[Stored records]
= Beginning of Section =

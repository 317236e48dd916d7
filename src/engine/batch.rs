//! Numeric batch capability.
//!
//! A *batch* is a fixed-size group of `LANES` scalars owned by one algorithm
//! instance. The harness needs exactly four things from it:
//!
//! * default construction (the additive identity),
//! * cloning,
//! * element-wise accumulate (`+=`),
//! * a horizontal fold of all lanes into one scalar.
//!
//! Anything vectorized (explicit SIMD, intrinsics, GPU staging) lives behind
//! the [`Batch`] trait. [`LaneBatch`] is the portable implementation: a
//! cache-line aligned array whose loops the compiler is free to vectorize.
//!
//! The lane count doubles as the per-instance work-unit count (`RO`): one
//! instance owns exactly `LANES` logical work units.

use std::fmt;
use std::ops::{AddAssign, Index, IndexMut};

/// Scalar element of a batch.
pub trait Lane: Copy + Default + PartialEq + AddAssign + fmt::Debug + Send + Sync + 'static {}

impl<T> Lane for T where T: Copy + Default + PartialEq + AddAssign + fmt::Debug + Send + Sync + 'static {}

/// Fixed-size numeric container merged by the dispatcher.
pub trait Batch: Default + Clone + Send + 'static {
    /// Scalar produced by [`Batch::fold`].
    type Scalar: Lane;

    /// Number of lanes; equals the per-instance work-unit count.
    const LANES: usize;

    /// Element-wise `self += rhs`.
    fn accumulate(&mut self, rhs: &Self);

    /// Horizontal sum of all lanes.
    fn fold(&self) -> Self::Scalar;
}

/// Portable, 64-byte aligned batch of `N` lanes.
#[derive(Clone, Copy, PartialEq)]
#[repr(C, align(64))]
pub struct LaneBatch<S: Lane, const N: usize> {
    data: [S; N],
}

impl<S: Lane, const N: usize> LaneBatch<S, N> {
    /// Batch with every lane set to `value`.
    #[inline]
    pub fn splat(value: S) -> Self {
        Self { data: [value; N] }
    }

    /// Batch built from an explicit lane array.
    #[inline]
    pub const fn from_array(data: [S; N]) -> Self {
        Self { data }
    }

    /// Lanes as a slice.
    #[inline]
    pub fn as_slice(&self) -> &[S] {
        &self.data
    }

    /// Lanes as a mutable slice.
    #[inline]
    pub fn as_mut_slice(&mut self) -> &mut [S] {
        &mut self.data
    }

    /// Sets every lane to `value`.
    #[inline]
    pub fn fill(&mut self, value: S) {
        self.data = [value; N];
    }

    /// Applies `f` to every lane in place.
    #[inline]
    pub fn apply(&mut self, mut f: impl FnMut(S) -> S) -> &mut Self {
        for x in self.data.iter_mut() {
            *x = f(*x);
        }
        self
    }

    /// Combines lanes pairwise with `rhs` in place.
    #[inline]
    pub fn zip(&mut self, rhs: &Self, mut f: impl FnMut(S, S) -> S) -> &mut Self {
        for (a, b) in self.data.iter_mut().zip(rhs.data.iter()) {
            *a = f(*a, *b);
        }
        self
    }
}

impl<S: Lane, const N: usize> Default for LaneBatch<S, N> {
    fn default() -> Self {
        Self { data: [S::default(); N] }
    }
}

impl<S: Lane, const N: usize> fmt::Debug for LaneBatch<S, N> {
    fn fmt(&self, f: &mut fmt::Formatter<'_>) -> fmt::Result {
        f.debug_list().entries(self.data.iter()).finish()
    }
}

impl<S: Lane, const N: usize> AddAssign<&LaneBatch<S, N>> for LaneBatch<S, N> {
    #[inline]
    fn add_assign(&mut self, rhs: &LaneBatch<S, N>) {
        for (a, b) in self.data.iter_mut().zip(rhs.data.iter()) {
            *a += *b;
        }
    }
}

impl<S: Lane, const N: usize> AddAssign<S> for LaneBatch<S, N> {
    #[inline]
    fn add_assign(&mut self, rhs: S) {
        for a in self.data.iter_mut() {
            *a += rhs;
        }
    }
}

impl<S: Lane, const N: usize> Index<usize> for LaneBatch<S, N> {
    type Output = S;

    #[inline]
    fn index(&self, index: usize) -> &S {
        &self.data[index]
    }
}

impl<S: Lane, const N: usize> IndexMut<usize> for LaneBatch<S, N> {
    #[inline]
    fn index_mut(&mut self, index: usize) -> &mut S {
        &mut self.data[index]
    }
}

impl<S: Lane, const N: usize> Batch for LaneBatch<S, N> {
    type Scalar = S;
    const LANES: usize = N;

    #[inline]
    fn accumulate(&mut self, rhs: &Self) {
        *self += rhs;
    }

    #[inline]
    fn fold(&self) -> S {
        let mut res = S::default();
        for x in self.data.iter() {
            res += *x;
        }
        res
    }
}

= End of Section =

## TASK DESCRIPTION
From the data, pick out every line that includes "accumulate".

## WRITTEN REPLY
//! * element-wise accumulate (`+=`),
    fn accumulate(&mut self, rhs: &Self);
    fn accumulate(&mut self, rhs: &Self) {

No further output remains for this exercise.